• Task prompt:
Please retype the records below exactly as they stand.

[Given data Boundary: Start]

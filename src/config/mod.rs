//! Configuration subsystem.
//!
//! # Data Flow
//! ```text
//! TOML file ──▶ loader.rs (parse + RS_* env overlay)
//!                  │
//!                  ▼
//!              validation.rs (semantic checks)
//!                  │
//!                  ▼
//!              Snapshot (config + compiled policy), swapped atomically
//!                  ▲
//!              watcher.rs (mtime polling from the supervisor)
//! ```

pub mod loader;
pub mod schema;
pub mod validation;
pub mod watcher;

use crate::net::policy::CompiledPolicy;
use loader::ConfigError;
use schema::ServerConfig;

pub use loader::{load_config, read_config};
pub use watcher::ConfigWatcher;

/// An immutable configuration snapshot: the validated config plus its
/// compiled policy lists. Workers copy what they need at connect time, so a
/// mid-flight swap never affects established sessions.
#[derive(Debug)]
pub struct Snapshot {
    pub config: ServerConfig,
    pub policy: CompiledPolicy,
}

impl Snapshot {
    /// Compile a validated configuration into a snapshot.
    pub fn new(config: ServerConfig) -> Result<Self, ConfigError> {
        let policy = CompiledPolicy::compile(&config.access)
            .map_err(|e| ConfigError::Validation(vec![validation::ValidationError(e)]))?;
        Ok(Self { config, policy })
    }
}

[Given data Boundary: End]

• Written response:
filename src/config/mod.rs
//! Configuration subsystem.
//!
//! # Data Flow
//! ```text
//! TOML file ──▶ loader.rs (parse + RS_* env overlay)
//!                  │
//!                  ▼
//!              validation.rs (semantic checks)
//!                  │
//!                  ▼
//!              Snapshot (config + compiled policy), swapped atomically
//!                  ▲
//!              watcher.rs (mtime polling from the supervisor)
//! ```

pub mod loader;
pub mod schema;
pub mod validation;
pub mod watcher;

use crate::net::policy::CompiledPolicy;
use loader::ConfigError;
use schema::ServerConfig;

pub use loader::{load_config, read_config};
pub use watcher::ConfigWatcher;

/// An immutable configuration snapshot: the validated config plus its
/// compiled policy lists. Workers copy what they need at connect time, so a
/// mid-flight swap never affects established sessions.
#[derive(Debug)]
pub struct Snapshot {
    pub config: ServerConfig,
    pub policy: CompiledPolicy,
}

impl Snapshot {
    /// Compile a validated configuration into a snapshot.
    pub fn new(config: ServerConfig) -> Result<Self, ConfigError> {
        let policy = CompiledPolicy::compile(&config.access)
            .map_err(|e| ConfigError::Validation(vec![validation::ValidationError(e)]))?;
        Ok(Self { config, policy })
    }
}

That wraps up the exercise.